Your Charter School Your Ground Game

When charter schools focus on enrollment marketing, quite often, the focus is on digital initiatives. Google Ads campaigns. Facebook advertising to drive enrollment. Email marketing efforts. A revamp of the website. And more.

All of these are excellent ways to drive enrollment (and we deliver all of these as part of our pay-for-performance enrollment marketing solutions). But often, school leaders underestimate the importance of analog efforts – what I call “the ground game.”

A charter school’s ground game consists of the strategies and initiatives the charter school leader may implement at the local level. These are “old school” promotional efforts, networking, and just plain getting to know folks.

Three key initiatives can bring amazing results and help fill the waitlist at a charter school. (These are initiatives that I’ve implemented myself, back in the day when I was the interim CEO of a multi-campus charter school organization.) I share them below.

Tour of the School (Weekly)

Tours allow parents to come in and see for themselves what your school is all about. Parents want to experience what you have that is interesting or unique, they want to see your classrooms and see the grounds, and they want to meet the staff and get a sense of to what degree the ‘vibe’ of the school aligns with their culture and their vision for their child’s education.

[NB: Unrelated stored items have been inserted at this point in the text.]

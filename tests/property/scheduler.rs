use std::collections::BTreeSet;
use std::sync::Arc;
use std::sync::atomic::{AtomicUsize, Ordering};

use parking_lot::Mutex;
use proptest::prelude::*;
use taskpool::dag::{Claim, DependencyGraph};
use taskpool::{ExecutionMode, TaskHandle, ThreadPool};
use taskpool_test_utils::{init_tracing, with_timeout};

/// Random DAG shape: task `i` depends on a subset of `0..i`, plus whether
/// it runs off-pool.
#[derive(Debug, Clone)]
struct DagShape {
    deps: Vec<BTreeSet<usize>>,
    off_pool: Vec<bool>,
}

// Acyclic by construction: only edges from lower to higher indices.
fn dag_strategy(max_tasks: usize) -> impl Strategy<Value = DagShape> {
    (1..=max_tasks).prop_flat_map(|num_tasks| {
        let deps_strat = proptest::collection::vec(
            proptest::collection::vec(any::<usize>(), 0..4),
            num_tasks,
        );
        let off_pool_strat = proptest::collection::vec(proptest::bool::weighted(0.2), num_tasks);

        (deps_strat, off_pool_strat).prop_map(|(raw_deps, off_pool)| {
            let deps = raw_deps
                .into_iter()
                .enumerate()
                .map(|(i, potential)| {
                    if i == 0 {
                        BTreeSet::new()
                    } else {
                        potential.into_iter().map(|d| d % i).collect()
                    }
                })
                .collect();
            DagShape { deps, off_pool }
        })
    })
}

/// Start and end ticks of one task run, from a shared logical clock.
#[derive(Debug, Clone, Copy)]
struct Span {
    start: usize,
    end: usize,
}

fn recording_task(
    index: usize,
    clock: &Arc<AtomicUsize>,
    spans: &Arc<Mutex<Vec<Vec<Span>>>>,
) -> TaskHandle {
    let clock = Arc::clone(clock);
    let spans = Arc::clone(spans);
    TaskHandle::from_fn(move || {
        let start = clock.fetch_add(1, Ordering::SeqCst);
        std::thread::yield_now();
        let end = clock.fetch_add(1, Ordering::SeqCst);
        spans.lock()[index].push(Span { start, end });
        Ok(())
    })
}

proptest! {
    #![proptest_config(ProptestConfig::with_cases(48))]

    /// Every task runs exactly once, and only after all of its
    /// dependencies have finished.
    #[test]
    fn pool_respects_every_dependency(
        shape in dag_strategy(24),
        thread_count in 1..6usize,
    ) {
        init_tracing();

        let task_count = shape.deps.len();
        let (spans, shape) = with_timeout(move || {
            let clock = Arc::new(AtomicUsize::new(0));
            let spans = Arc::new(Mutex::new(vec![Vec::new(); task_count]));
            let pool = ThreadPool::builder().thread_count(thread_count).build();

            let mut handles: Vec<TaskHandle> = Vec::with_capacity(task_count);
            for i in 0..task_count {
                let task = recording_task(i, &clock, &spans);
                let deps: Vec<TaskHandle> =
                    shape.deps[i].iter().map(|&d| handles[d].clone()).collect();
                if shape.off_pool[i] {
                    pool.add_task_with_dependencies_off_pool(&deps, [task.clone()])
                        .expect("valid submission");
                } else {
                    pool.add_task_with_dependencies(&deps, [task.clone()])
                        .expect("valid submission");
                }
                handles.push(task);
            }

            pool.execute().expect("run succeeds");
            assert_eq!(pool.active_threads(), 0);

            let spans = spans.lock().clone();
            (spans, shape)
        });

        for (i, runs) in spans.iter().enumerate() {
            prop_assert_eq!(runs.len(), 1, "task {} ran {} times", i, runs.len());
        }
        for (i, deps) in shape.deps.iter().enumerate() {
            for &d in deps {
                prop_assert!(
                    spans[d][0].end < spans[i][0].start,
                    "task {} started before its dependency {} ended",
                    i,
                    d
                );
            }
        }
    }

    /// Driving the graph by hand with an arbitrary choice of which running
    /// task completes next always drains, and dependencies complete first.
    #[test]
    fn graph_drains_under_any_completion_order(
        shape in dag_strategy(16),
        picks in proptest::collection::vec(any::<usize>(), 64),
    ) {
        let mut graph = DependencyGraph::new();
        let handles: Vec<TaskHandle> =
            (0..shape.deps.len()).map(|_| TaskHandle::from_fn(|| Ok(()))).collect();

        let mut running: Vec<TaskHandle> = Vec::new();
        for (i, task) in handles.iter().enumerate() {
            let deps: Vec<TaskHandle> =
                shape.deps[i].iter().map(|&d| handles[d].clone()).collect();
            let mode = if shape.off_pool[i] {
                ExecutionMode::OffPool
            } else {
                ExecutionMode::InPool
            };
            let launches = graph.submit(&deps, vec![task.clone()], mode).unwrap();
            running.extend(launches);
        }

        let mut completed: Vec<TaskHandle> = Vec::new();
        let mut step = 0;
        loop {
            while let Claim::Run(task) = graph.claim() {
                running.push(task);
            }
            if running.is_empty() {
                prop_assert!(matches!(graph.claim(), Claim::Drained));
                break;
            }

            let pick = picks[step % picks.len()] % running.len();
            step += 1;
            let task = running.swap_remove(pick);

            for dep in &shape.deps[handles.iter().position(|h| h == &task).unwrap()] {
                prop_assert!(completed.contains(&handles[*dep]));
            }
            running.extend(graph.complete(task.id(), Ok(())));
            completed.push(task);
        }

        prop_assert_eq!(completed.len(), handles.len());
        prop_assert_eq!(graph.blocked_len(), 0);
    }
}
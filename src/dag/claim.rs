// src/dag/claim.rs

//! Result type for a worker's attempt to claim work.

use crate::task::TaskHandle;

/// What a worker should do after asking the graph for work.
#[derive(Debug, Clone)]
pub enum Claim {
    /// Run this task; it has already been moved to `executing`.
    Run(TaskHandle),
    /// Nothing is ready but work is still in flight; wait for a change.
    Wait,
    /// Nothing is ready or executing: the run has drained.
    Drained,
    /// A failure has been recorded; claim nothing more.
    Aborted,
}
use utoipa::OpenApi;
use utoipa::ToSchema;

#[derive(ToSchema)]
pub struct HealthResponse { pub status: String }

/// Serialized account as returned by every read/write endpoint.
#[derive(ToSchema)]
pub struct AccountDoc {
    pub id: i32,
    pub name: String,
    pub email: String,
    pub address: String,
    pub phone_number: Option<String>,
    /// ISO-8601 date, `YYYY-MM-DD`
    pub date_joined: Option<String>,
}

/// Create/update body. On create `name` is required together with `email` or `address`.
#[derive(ToSchema)]
pub struct AccountInputDoc {
    pub name: Option<String>,
    pub email: Option<String>,
    pub address: Option<String>,
    pub phone_number: Option<String>,
    pub date_joined: Option<String>,
}

#[derive(OpenApi)]
#[openapi(
    paths(
        crate::routes::index,
        crate::routes::health,
        crate::routes::accounts::list,
        crate::routes::accounts::create,
        crate::routes::accounts::read,
        crate::routes::accounts::update,
        crate::routes::accounts::delete,
    ),
    components(
        schemas(
            HealthResponse,
            AccountDoc,
            AccountInputDoc,
        )
    ),
    tags(
        (name = "health"),
        (name = "accounts")
    )
)]
pub struct ApiDoc;
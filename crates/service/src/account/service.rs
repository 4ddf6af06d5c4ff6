use std::sync::Arc;

use models::account;
use serde_json::{Map, Value};
use tracing::{info, instrument};

use crate::account::repository::AccountRepository;
use crate::errors::ServiceError;

/// Application service encapsulating the account rules that sit above
/// field-level deserialization: required keys on create, defaults for
/// omitted contact fields, and back-filling partial updates.
#[derive(Clone)]
pub struct AccountService {
    repo: Arc<dyn AccountRepository>,
}

/// A key counts as supplied when it is present and not `null`.
fn supplied(obj: &Map<String, Value>, key: &str) -> bool {
    obj.get(key).is_some_and(|v| !v.is_null())
}

fn as_object(payload: &Value) -> Result<&Map<String, Value>, ServiceError> {
    payload
        .as_object()
        .ok_or_else(|| ServiceError::Validation("request body must be a JSON object".into()))
}

impl AccountService {
    pub fn new(repo: Arc<dyn AccountRepository>) -> Self { Self { repo } }

    pub async fn list(&self) -> Result<Vec<account::Model>, ServiceError> {
        self.repo.all().await
    }

    pub async fn get(&self, id: i32) -> Result<Option<account::Model>, ServiceError> {
        self.repo.find(id).await
    }

    /// Create from a wire payload.
    ///
    /// `name` and at least one of `email` / `address` are required; the
    /// missing contact field defaults to an empty string.
    #[instrument(skip_all)]
    pub async fn create(&self, payload: &Value) -> Result<account::Model, ServiceError> {
        let obj = as_object(payload)?;
        if !supplied(obj, "name") {
            return Err(ServiceError::Validation("missing name".into()));
        }
        if !supplied(obj, "email") && !supplied(obj, "address") {
            return Err(ServiceError::Validation("either email or address is required".into()));
        }

        let mut fields = obj.clone();
        for key in ["email", "address"] {
            if !supplied(&fields, key) {
                fields.insert(key.to_string(), Value::from(""));
            }
        }

        let mut acct = account::Model::default();
        acct.deserialize(&Value::Object(fields))?;
        self.repo.create(acct).await
    }

    /// Apply a (possibly partial) payload over `current`; omitted keys keep
    /// their stored values and the id never changes.
    #[instrument(skip_all, fields(id = current.id))]
    pub async fn update(&self, current: account::Model, payload: &Value) -> Result<account::Model, ServiceError> {
        let obj = as_object(payload)?;
        let mut merged = current.serialize();
        for (key, value) in obj {
            if key != "id" {
                merged.insert(key.clone(), value.clone());
            }
        }

        let mut acct = current;
        acct.deserialize(&Value::Object(merged))?;
        let updated = self.repo.update(acct).await?;
        info!(id = updated.id, "account updated");
        Ok(updated)
    }

    /// Remove by id; returns whether it existed.
    pub async fn delete(&self, id: i32) -> Result<bool, ServiceError> {
        let existed = self.repo.delete(id).await?;
        if existed {
            info!(id, "account deleted");
        }
        Ok(existed)
    }
}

It’s important to note that I’m not saying that the CEO or Principal of the school needs to commit to this charter school tour weekly. Tours can be delegated to staff members or even volunteers.

While informal, the tour should be pre-planned and scripted to decide the topics you want to be included strategically, the key talking points to float up, the main areas of the school that you would like to showcase. Did your school get new equipment? Was the cafeteria recently upgraded? Did you add elements to the playground? Is there something unique or interesting in your class layout or materials that you’d like to highlight? Write these points down and have a printout that volunteers giving the tour can use as a guide.

Note that school tours should continue year-round regardless of when school is in session or not.

I encourage you to prominently display how to sign up for this weekly tour on your website, Facebook page, and other promotional materials.

“Back to School” Evening Session (Weekly)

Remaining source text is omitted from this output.